A Social Media Monitoring Matrix to Guide Marketing Efforts

Carol Feigenbaum |
 07/28/17 |
4 min read

If you fall into the camp of knowing social media monitoring should be a key element in your marketing strategy – but aren’t exactly sure what to do – you’re not alone. Here is a brief “how to” guide for shaping your marketing efforts.

Monitor for trends

Anytime there’s an uptick in conversation and sentiment within your audience, you want to understand what the discussion is about. That’s why it’s never enough to search solely for your brand name as you analyze social data.

Tracking topics and sentiment in real-time keeps you aware of emerging trends that may offer the perfect opportunity to connect with consumers. These could be anything from a new game, to a great episode of a popular TV show, to a collective appreciation (or not) of a particular product, service, celebrity, meme, etc.

Whatever it is, you don’t want to be the last to know – especially if jumping on board can create a prolonged “moment” for your brand. Be aware, however, that not every trend is worthy of exploiting. Use your social monitoring tools to assess your audience’s interest level before diving in.

Monitor competitors

Monitoring the social landscape should also include your competitors. After all, your audience is also theirs – more or less – and there’s a lot you can learn by seeing what those shared consumers like and dislike.

Start with topics of conversation getting a lot of engagement, then dial into sentiment as well. Why are these topics popular, and how can you use this information to improve the way consumers feel and talk about you?

Insights could include love or distaste for a particular marketing style, or appreciation for a customer service tactic. You might discover demand for a new product that doesn’t exist yet – one which your brand could introduce.

The best part? You learn from other brands’ successes and failures without having to expend the resources and experience those lessons yourself.

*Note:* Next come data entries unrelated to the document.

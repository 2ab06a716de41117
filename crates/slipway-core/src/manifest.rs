//! Manifest loading and normalization
//!
//! Reads `slipway.yaml` and turns every raw container entry into a
//! [`BuildUnit`] with defaults applied:
//!
//! - `dockerfile` defaults to `Dockerfile` and is resolved under `path`
//! - `tags` defaults to a single `latest` tag
//! - every tag is qualified as `<namespace>/<name>:<tag>` (or
//!   `<name>:<tag>` when the manifest has no namespace)

use crate::error::{ManifestError, Result};
use crate::model::BuildUnit;
use serde::Deserialize;
use std::collections::HashSet;
use std::path::{Path, PathBuf};
use tracing::debug;

/// Manifest filename looked up in the working directory by default.
pub const DEFAULT_MANIFEST_FILE: &str = "slipway.yaml";

#[derive(Debug, Deserialize)]
struct RawManifest {
    namespace: Option<String>,
    containers: Vec<RawContainer>,
}

#[derive(Debug, Deserialize)]
struct RawContainer {
    name: String,
    path: PathBuf,
    dockerfile: Option<String>,
    tags: Option<Vec<String>>,
    build_args: Option<Vec<String>>,
}

/// A loaded manifest: ordered build units, ready to schedule.
#[derive(Debug, Clone)]
pub struct Manifest {
    pub units: Vec<BuildUnit>,
}

impl Manifest {
    /// Load and normalize a manifest file.
    pub fn load(path: &Path) -> Result<Self> {
        debug!("Loading manifest: {}", path.display());
        let text = std::fs::read_to_string(path).map_err(|source| ManifestError::Io {
            path: path.to_path_buf(),
            source,
        })?;
        Self::parse(&text)
    }

    /// Parse manifest content from a string.
    pub fn parse(text: &str) -> Result<Self> {
        let raw: RawManifest = serde_yaml::from_str(text)?;

        let mut seen = HashSet::new();
        let mut units = Vec::with_capacity(raw.containers.len());
        for container in raw.containers {
            if !seen.insert(container.name.clone()) {
                return Err(ManifestError::DuplicateUnit(container.name));
            }
            units.push(normalize(container, raw.namespace.as_deref()));
        }

        Ok(Self { units })
    }

    /// Look up a unit by name.
    pub fn get(&self, name: &str) -> Option<&BuildUnit> {
        self.units.iter().find(|u| u.name == name)
    }

    /// Look up a unit by name, failing if it is not in the manifest.
    pub fn require(&self, name: &str) -> Result<&BuildUnit> {
        self.get(name)
            .ok_or_else(|| ManifestError::UnitNotFound(name.to_string()))
    }
}

fn normalize(raw: RawContainer, namespace: Option<&str>) -> BuildUnit {
    let dockerfile = raw
        .path
        .join(raw.dockerfile.as_deref().unwrap_or("Dockerfile"));

    let tags = raw
        .tags
        .unwrap_or_else(|| vec!["latest".to_string()])
        .into_iter()
        .map(|tag| match namespace {
            Some(ns) => format!("{}/{}:{}", ns, raw.name, tag),
            None => format!("{}:{}", raw.name, tag),
        })
        .collect();

    BuildUnit {
        name: raw.name,
        context: raw.path,
        dockerfile,
        tags,
        build_args: raw.build_args.unwrap_or_default(),
    }
}
use std::fs;
use std::os::unix::fs::PermissionsExt;
use std::path::PathBuf;
use tempfile::TempDir;

/// Scratch directory holding stand-in gh/aws binaries that log their
/// invocations, plus the canned responses they serve.
pub struct StubCloud {
    pub dir: TempDir,
}

impl StubCloud {
    pub fn new() -> Self {
        Self {
            dir: tempfile::tempdir().unwrap(),
        }
    }

    /// Install a stub binary; `behavior` runs after the invocation is
    /// logged and can emit canned output per subcommand.
    pub fn write_bin(&self, name: &str, behavior: &str) -> PathBuf {
        let log = self.log_path(name);
        let bin = self.dir.path().join(name);
        let script = format!(
            "#!/bin/sh\necho \"$@\" >> \"{}\"\n{}\nexit 0\n",
            log.display(),
            behavior
        );
        fs::write(&bin, script).unwrap();
        let mut perms = fs::metadata(&bin).unwrap().permissions();
        perms.set_mode(0o755);
        fs::set_permissions(&bin, perms).unwrap();
        bin
    }

    pub fn write_file(&self, name: &str, content: &str) -> PathBuf {
        let path = self.dir.path().join(name);
        fs::write(&path, content).unwrap();
        path
    }

    pub fn log_path(&self, name: &str) -> PathBuf {
        self.dir.path().join(format!("{name}.log"))
    }

    pub fn invocations(&self, name: &str) -> Vec<String> {
        let log = self.log_path(name);
        if !log.exists() {
            return Vec::new();
        }
        fs::read_to_string(log)
            .unwrap()
            .lines()
            .map(str::to_string)
            .collect()
    }
}
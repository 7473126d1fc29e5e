use thiserror::Error;

/// Result alias used throughout the crate.
pub type Result<T> = std::result::Result<T, ClusterError>;

/// Errors surfaced by graph construction, detection, and evaluation.
///
/// All failures are fail-fast: nothing attempts recovery mid-level.
#[derive(Debug, Error)]
pub enum ClusterError {
    /// Malformed or inconsistent input: empty layer lists, mismatched
    /// multilayer node sets, unknown node ids, unparseable graph data.
    #[error("invalid input: {0}")]
    Input(String),

    /// Strict evaluation encountered a node with no community assignment.
    #[error("node `{0}` has no community assignment")]
    MissingMembership(String),

    /// An option value outside the accepted set.
    #[error("unknown value `{value}` for option `{option}`")]
    UnknownOption {
        option: &'static str,
        value: String,
    },
}
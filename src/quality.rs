//! Quality objectives and their per-community closed forms.
//!
//! Both the mutable partition and the edge-scan evaluator reduce a
//! community to a [`CommunityAggregate`] and sum [`community_term`] over
//! all communities, so the two paths cannot drift apart.

use std::str::FromStr;

use serde::{Deserialize, Serialize};

use crate::error::ClusterError;

/// Objective maximized by the local-move search.
#[derive(Debug, Clone, Copy, PartialEq, Eq, Serialize, Deserialize)]
#[serde(rename_all = "lowercase")]
pub enum QualityKind {
    /// Newman modularity (Leicht–Newman variant on directed graphs).
    Modularity,
    /// Constant Potts Model with a resolution parameter.
    Cpm,
}

impl QualityKind {
    pub fn as_str(self) -> &'static str {
        match self {
            QualityKind::Modularity => "modularity",
            QualityKind::Cpm => "cpm",
        }
    }
}

impl FromStr for QualityKind {
    type Err = ClusterError;

    fn from_str(s: &str) -> Result<Self, Self::Err> {
        match s {
            "modularity" => Ok(QualityKind::Modularity),
            "cpm" => Ok(QualityKind::Cpm),
            other => Err(ClusterError::UnknownOption {
                option: "quality",
                value: other.to_string(),
            }),
        }
    }
}

/// Penalty flavour reported by CPM quality. The local-move deltas always
/// optimize the size-aware form; with unit node sizes the two coincide.
#[derive(Debug, Clone, Copy, PartialEq, Eq, Serialize, Deserialize)]
pub enum CpmMode {
    #[serde(rename = "unit")]
    Unit,
    #[serde(rename = "size-aware")]
    SizeAware,
}

impl CpmMode {
    pub fn as_str(self) -> &'static str {
        match self {
            CpmMode::Unit => "unit",
            CpmMode::SizeAware => "size-aware",
        }
    }
}

impl FromStr for CpmMode {
    type Err = ClusterError;

    fn from_str(s: &str) -> Result<Self, Self::Err> {
        match s {
            "unit" => Ok(CpmMode::Unit),
            "size-aware" => Ok(CpmMode::SizeAware),
            other => Err(ClusterError::UnknownOption {
                option: "cpmMode",
                value: other.to_string(),
            }),
        }
    }
}

/// Accumulated view of one community.
///
/// `internal_weight` follows the storage convention of the partition:
/// undirected internal pairs contribute twice (once per stored direction),
/// directed internal edges once, member self-loops once in both modes.
#[derive(Debug, Default, Clone, Copy)]
pub struct CommunityAggregate {
    pub internal_weight: f64,
    pub out_strength: f64,
    pub in_strength: f64,
    pub node_count: usize,
    pub total_size: f64,
}

/// Contribution of one community to the global quality.
pub fn community_term(
    agg: &CommunityAggregate,
    kind: QualityKind,
    directed: bool,
    resolution: f64,
    cpm_mode: CpmMode,
    total_weight: f64,
) -> f64 {
    match kind {
        QualityKind::Modularity => {
            let m = total_weight;
            if m == 0.0 {
                return 0.0;
            }
            if directed {
                agg.internal_weight / m - (agg.out_strength * agg.in_strength) / (m * m)
            } else {
                let d = agg.out_strength / m;
                agg.internal_weight / m - d * d
            }
        }
        QualityKind::Cpm => {
            let penalty = match cpm_mode {
                CpmMode::Unit => {
                    let n = agg.node_count as f64;
                    n * (n - 1.0) / 2.0
                }
                CpmMode::SizeAware => agg.total_size * (agg.total_size - 1.0) / 2.0,
            };
            agg.internal_weight - resolution * penalty
        }
    }
}

#[cfg(test)]
mod tests {
    use super::*;

    #[test]
    fn modularity_zero_weight_graph_scores_zero() {
        let agg = CommunityAggregate {
            node_count: 3,
            total_size: 3.0,
            ..Default::default()
        };
        let q = community_term(&agg, QualityKind::Modularity, false, 1.0, CpmMode::Unit, 0.0);
        assert_eq!(q, 0.0);
    }

    #[test]
    fn cpm_unit_and_size_aware_agree_for_unit_sizes() {
        let agg = CommunityAggregate {
            internal_weight: 6.0,
            node_count: 4,
            total_size: 4.0,
            ..Default::default()
        };
        let unit = community_term(&agg, QualityKind::Cpm, false, 0.5, CpmMode::Unit, 13.0);
        let sized = community_term(&agg, QualityKind::Cpm, false, 0.5, CpmMode::SizeAware, 13.0);
        assert_eq!(unit, sized);
        assert_eq!(unit, 6.0 - 0.5 * 6.0);
    }

    #[test]
    fn option_values_parse() {
        assert_eq!("cpm".parse::<QualityKind>().unwrap(), QualityKind::Cpm);
        assert_eq!("size-aware".parse::<CpmMode>().unwrap(), CpmMode::SizeAware);
        assert!("potts".parse::<QualityKind>().is_err());
    }
}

Monitor campaign reactions

It had to be hard for marketers in the old days. With limited research options available, an ad campaign would either sink or swim, and lessons learned would have to be applied later – if everyone survived the failure.

Now marketers have the gift of real-time social monitoring, allowing them to track campaigns every second along the way. The benefit here is ability to course correct based on live results – not a report delivered weeks or months after the campaign has ended.

Brands can also track sentiment in advance of campaigns – much more effectively than yesterday’s brands could – so they have a better sense of what will work before they even start.

Still, not every campaign idea that sounds good is a home run when launched – so you’ve got to monitor social reaction to be sure you’re getting the results you want.

Monitor for customer service issues

Social is far more than a destination for content – it’s a place for customers to connect with brands, for better or worse. It’s all well and good to market yourself there, but you undo all your progress if you leave consumers hanging without responding to issues they share on social.

Conversely, a great way to organically promote a top notch customer experience is by demonstrating you care when consumers have a problem. Use social monitoring tools to alert you to customer service issues, then respond quickly and publicly so your audience sees you’re there for them.

Complex issues should be solved off social, of course – but the request for a customer to direct message you shows everyone on social that you’re paying attention and committed to finding a resolution. The best reward? A formerly disgruntled customer happily singing your praises on social media.

Monitor for reputational threats

Some people, however, don’t want resolution – they’d rather malign you on social channels, inciting others to join in. These could include former customers, competitors, or even employees who want to damage your good name.

You need alerts here as well, to warn you of red flags so you can stop negative chatter before it goes viral.

The same is true when the unforeseen occurs – a product issue, for example. You need to know at the first sign of trouble to understand what is happening and how to proceed. Not every negative comment is cause for alarm, and some issues are made worse by your response. But you have to be aware so you can decide.

Always marketing, always monitoring

Marketing is no longer limited to specific campaigns. Every interaction online represents your brand to the world, whether you initiate the conversation or not. Real-time awareness is the antidote to all that ails – or could. So put your social monitoring tools to work, and keep your brand healthy, and your audience happy.